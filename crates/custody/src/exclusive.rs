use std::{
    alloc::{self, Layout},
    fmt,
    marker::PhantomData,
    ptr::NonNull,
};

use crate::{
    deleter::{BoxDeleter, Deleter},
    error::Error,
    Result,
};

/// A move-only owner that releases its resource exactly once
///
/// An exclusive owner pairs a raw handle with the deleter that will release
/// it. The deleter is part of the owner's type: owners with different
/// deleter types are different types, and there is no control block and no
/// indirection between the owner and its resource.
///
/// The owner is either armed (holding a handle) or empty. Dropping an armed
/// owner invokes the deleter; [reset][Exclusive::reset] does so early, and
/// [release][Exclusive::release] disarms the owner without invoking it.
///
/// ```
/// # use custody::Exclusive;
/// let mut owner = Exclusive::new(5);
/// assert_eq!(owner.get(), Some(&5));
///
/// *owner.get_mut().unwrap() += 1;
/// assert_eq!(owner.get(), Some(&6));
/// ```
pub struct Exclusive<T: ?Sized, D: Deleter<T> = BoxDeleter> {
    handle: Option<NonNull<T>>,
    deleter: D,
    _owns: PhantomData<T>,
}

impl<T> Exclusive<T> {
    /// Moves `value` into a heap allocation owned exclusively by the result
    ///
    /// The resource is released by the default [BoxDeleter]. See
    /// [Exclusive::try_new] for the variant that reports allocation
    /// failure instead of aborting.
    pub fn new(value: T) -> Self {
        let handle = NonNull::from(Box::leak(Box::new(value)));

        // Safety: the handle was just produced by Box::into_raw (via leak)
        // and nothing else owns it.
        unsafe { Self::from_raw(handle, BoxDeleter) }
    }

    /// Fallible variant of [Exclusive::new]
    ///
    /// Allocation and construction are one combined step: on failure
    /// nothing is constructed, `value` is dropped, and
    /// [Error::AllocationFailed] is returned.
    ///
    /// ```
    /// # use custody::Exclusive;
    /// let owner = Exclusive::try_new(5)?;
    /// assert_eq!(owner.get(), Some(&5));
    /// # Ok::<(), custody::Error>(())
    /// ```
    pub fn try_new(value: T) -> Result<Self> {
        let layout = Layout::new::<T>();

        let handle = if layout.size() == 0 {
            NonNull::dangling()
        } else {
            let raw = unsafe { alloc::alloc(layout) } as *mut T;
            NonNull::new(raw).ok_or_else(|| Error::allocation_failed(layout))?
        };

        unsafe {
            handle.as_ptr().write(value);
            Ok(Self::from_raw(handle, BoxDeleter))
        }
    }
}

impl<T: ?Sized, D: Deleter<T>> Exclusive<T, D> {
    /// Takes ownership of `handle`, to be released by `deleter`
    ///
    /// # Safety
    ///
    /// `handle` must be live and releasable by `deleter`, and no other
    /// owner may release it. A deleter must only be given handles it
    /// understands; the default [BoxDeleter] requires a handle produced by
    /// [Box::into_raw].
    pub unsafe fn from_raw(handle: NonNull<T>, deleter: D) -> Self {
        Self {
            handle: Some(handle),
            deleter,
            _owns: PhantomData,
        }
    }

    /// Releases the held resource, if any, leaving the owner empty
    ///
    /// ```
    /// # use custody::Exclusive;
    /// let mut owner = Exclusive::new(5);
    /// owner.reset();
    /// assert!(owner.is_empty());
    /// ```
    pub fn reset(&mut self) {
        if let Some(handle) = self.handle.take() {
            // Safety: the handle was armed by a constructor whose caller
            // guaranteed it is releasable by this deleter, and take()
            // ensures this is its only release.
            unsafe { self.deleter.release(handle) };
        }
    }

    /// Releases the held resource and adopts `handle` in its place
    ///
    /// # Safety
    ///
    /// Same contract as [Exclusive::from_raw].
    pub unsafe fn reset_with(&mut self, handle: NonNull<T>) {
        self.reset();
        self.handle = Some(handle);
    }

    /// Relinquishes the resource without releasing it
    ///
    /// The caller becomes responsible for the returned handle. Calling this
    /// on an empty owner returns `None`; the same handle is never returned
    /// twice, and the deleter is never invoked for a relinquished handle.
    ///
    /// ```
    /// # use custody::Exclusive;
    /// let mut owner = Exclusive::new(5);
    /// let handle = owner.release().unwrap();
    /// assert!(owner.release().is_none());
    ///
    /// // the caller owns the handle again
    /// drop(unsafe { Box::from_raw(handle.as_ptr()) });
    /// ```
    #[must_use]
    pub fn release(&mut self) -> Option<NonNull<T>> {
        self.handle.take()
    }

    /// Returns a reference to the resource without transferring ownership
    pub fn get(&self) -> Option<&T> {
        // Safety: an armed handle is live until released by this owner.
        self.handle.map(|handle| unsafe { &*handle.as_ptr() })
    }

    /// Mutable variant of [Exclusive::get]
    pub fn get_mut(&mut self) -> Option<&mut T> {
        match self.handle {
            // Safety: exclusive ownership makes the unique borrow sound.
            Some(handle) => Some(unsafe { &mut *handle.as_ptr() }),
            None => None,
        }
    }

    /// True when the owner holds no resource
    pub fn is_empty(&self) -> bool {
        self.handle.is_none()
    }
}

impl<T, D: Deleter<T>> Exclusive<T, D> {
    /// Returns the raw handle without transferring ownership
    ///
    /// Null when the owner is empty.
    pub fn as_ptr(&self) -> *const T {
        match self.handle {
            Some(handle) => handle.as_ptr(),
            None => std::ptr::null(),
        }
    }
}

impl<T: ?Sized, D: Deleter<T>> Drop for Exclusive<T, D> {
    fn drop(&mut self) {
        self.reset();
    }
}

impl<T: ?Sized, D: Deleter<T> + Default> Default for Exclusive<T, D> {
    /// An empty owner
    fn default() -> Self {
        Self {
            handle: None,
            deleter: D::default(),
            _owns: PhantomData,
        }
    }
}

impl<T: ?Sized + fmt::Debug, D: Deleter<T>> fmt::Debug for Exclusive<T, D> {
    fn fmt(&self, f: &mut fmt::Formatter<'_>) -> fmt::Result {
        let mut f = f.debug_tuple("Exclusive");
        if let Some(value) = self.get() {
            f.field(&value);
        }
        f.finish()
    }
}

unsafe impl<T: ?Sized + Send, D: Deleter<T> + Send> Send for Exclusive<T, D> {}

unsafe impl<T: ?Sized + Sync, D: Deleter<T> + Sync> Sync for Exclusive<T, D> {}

- - - -

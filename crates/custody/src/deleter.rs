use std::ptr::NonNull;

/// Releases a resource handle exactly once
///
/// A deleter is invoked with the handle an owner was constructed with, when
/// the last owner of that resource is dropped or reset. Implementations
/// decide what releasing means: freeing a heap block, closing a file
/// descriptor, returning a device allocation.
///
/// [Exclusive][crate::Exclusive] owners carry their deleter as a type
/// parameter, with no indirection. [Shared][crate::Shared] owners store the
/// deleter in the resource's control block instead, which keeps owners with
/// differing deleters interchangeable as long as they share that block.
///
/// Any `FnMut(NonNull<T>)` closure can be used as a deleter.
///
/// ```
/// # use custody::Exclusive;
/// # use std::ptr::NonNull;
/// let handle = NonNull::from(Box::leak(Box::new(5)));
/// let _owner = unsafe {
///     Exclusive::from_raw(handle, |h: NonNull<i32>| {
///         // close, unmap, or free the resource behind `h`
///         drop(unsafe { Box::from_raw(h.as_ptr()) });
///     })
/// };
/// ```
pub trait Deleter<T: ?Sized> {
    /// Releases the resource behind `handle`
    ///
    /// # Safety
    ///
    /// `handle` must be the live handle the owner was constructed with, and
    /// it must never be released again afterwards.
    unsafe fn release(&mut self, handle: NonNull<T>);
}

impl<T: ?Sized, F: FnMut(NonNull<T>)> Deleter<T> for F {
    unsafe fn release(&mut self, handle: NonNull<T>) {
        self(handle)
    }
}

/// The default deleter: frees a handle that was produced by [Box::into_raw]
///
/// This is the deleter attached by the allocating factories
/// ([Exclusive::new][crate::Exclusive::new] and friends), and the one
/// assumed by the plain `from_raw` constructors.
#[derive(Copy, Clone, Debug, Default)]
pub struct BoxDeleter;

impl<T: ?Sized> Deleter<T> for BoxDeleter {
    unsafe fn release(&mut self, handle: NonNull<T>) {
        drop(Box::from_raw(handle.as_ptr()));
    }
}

- - - -

■ Work order ■
Using the entries above, return each line that includes the word "live".

■ Response to this exercise ■
    /// `handle` must be live and releasable by `deleter`, and no other
        // Safety: an armed handle is live until released by this owner.
    /// `handle` must be the live handle the owner was constructed with, and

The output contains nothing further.